Djedi se atreve a sostener la mirada del faraón. Grave, responde sin temblar: «No, no con un ser humano, Faraón, mi señor. Está prohibido actuar así con un ser que forma parte del sagrado rebaño de Dios».

Reina por unos instantes un pesado silencio. El mago se ha negado a obedecer al faraón, la encarnación de Dios en la tierra. Ha afirmado con claridad su posición. Keops sonríe, sin responder. El hombre que está ante él es, realmente, un sabio. No ha caído en la trampa. En definitiva, el propio Faraón no acepta cortar cabezas humanas.

Traen ante Djedi una oca a quien le han cortado la cabeza. El mago y Faraón saben muy bien que así se ha encarnado, materialmente, el jeroglífico que significa «miedo». Unas palabras mágicas le bastan a Djedi para colocar la cabeza en su lugar, para terminar con el miedo, por lo tanto. La oca se incorpora, se tambalea y comienza a graznar. Djedi realizará sus prodigios con dos animales más, otra oca y un buey.

Hay un tiempo para la magia y otro para el conocimiento. Keops se acerca a Djedi. «Me ha sido revelado —dice el faraón— que conoces el número de las cámaras secretas del templo de Thot. ¿Es también verdad eso?». El anciano parece algo molesto. «No del todo, mi señor. Ignoro el número, pero conozco el lugar donde se guarda este secreto. En Heliópolis, la ciudad santa del dios Ra, en el interior de la cámara de los archivos secretos. Hay allí un cofre y en el cofre se halla el secreto que buscas».

El gozo invade el corazón de Keops. «Pues bien, mago, irás a Heliópolis. Entrarás en la cámara de los archivos, abrirás el cofre y me traerás el documento». «Imposible —replica Djedi—. Esta misión no puede serme confiada». Sorprendido, Keops está a punto de enojarse: «¿A quién, entonces?».

El anciano medita antes de responder. Su papel en esta tierra se acerca a su fin. Ha alcanzado la edad de los sabios, los ciento diez años, sólo para vivir esta hora excepcional, esa entrevista con el hombre más poderoso de la tierra, para indicarle cómo acceder al libro de Thot y construir su pirámide.

«La mujer de un sacerdote de Ra, el dueño de Heliópolis, está preñada de la luz. Pronto parirá tres hijos.

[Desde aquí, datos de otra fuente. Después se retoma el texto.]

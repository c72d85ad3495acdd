use thiserror::Error;

#[derive(Debug, Error, Clone, PartialEq)]
pub enum ModelError {
    #[error("Validation error: {0}")]
    ValidationError(String),

    #[error("Domain error: {0}")]
    DomainError(String),
}
pub mod regimes;
pub mod standard_atmosphere;

use crate::errors::ModelError;

pub use regimes::AltitudeRegime;
pub use standard_atmosphere::{AtmosphericState, StandardAtmosphere};

/// Earth standard atmosphere at a geometric altitude in km.
pub fn evaluate_atmosphere(altitude_km: f64) -> Result<AtmosphericState, ModelError> {
    StandardAtmosphere::default().evaluate(altitude_km)
}
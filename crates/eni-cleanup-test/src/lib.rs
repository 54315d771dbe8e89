//! Test infrastructure for orphaned ENI cleanup
//!
//! Provides:
//! - Record fixtures for common interface shapes
//! - An in-memory provider gateway with fault injection and a call journal
//! - Summary and tag verification helpers

pub mod fixtures;
mod gateway;
mod verification;

pub use fixtures::*;
pub use gateway::{Call, InMemoryGateway, InMemoryGatewayFactory, Operation};
pub use verification::*;
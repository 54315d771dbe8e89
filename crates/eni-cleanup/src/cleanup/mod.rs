//! Fallback cleanup: the orchestrator and its per-candidate workers.

mod orch;
mod plan;
mod worker;

pub use orch::CleanupOrch;
pub use plan::{manual_review_tags, plan_for, remaining_groups};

El primogénito de esos tres hijos de la luz se convertirá en sumo sacerdote de Heliópolis, el mayor de los videntes. El te comunicará el secreto.»[8]

Así se cumplió el destino, descifrado por el mago Djedi. Keops fue efectivamente depositario de los secretos de Heliópolis y de Thot. El dispositivo interior de la gran pirámide comprende varios corredores y tres cámaras principales. La más baja, llamada «inconclusa», simboliza la materia en su aspecto primordial, antes de la aparición de la conciencia. Es un callejón sin salida. Sin embargo, puede salirse de ella para ascender hacia la cámara del medio, de la que sólo una parte está trabajada con esmero. Es una etapa intermedia, pero hay que llegar más arriba, hasta la cámara del rey, construida de acuerdo con la Divina Proporción y que alberga una matriz de resurrección, el sarcófago. Allí, en el corazón de una verdadera pila atómica de naturaleza espiritual, el Señor de las Dos Tierras era regenerado e inmortalizado, llevando a su pueblo entero hacia los paraísos celestiales, el «rebaño de Dios» en el que ninguna cabeza faltaba.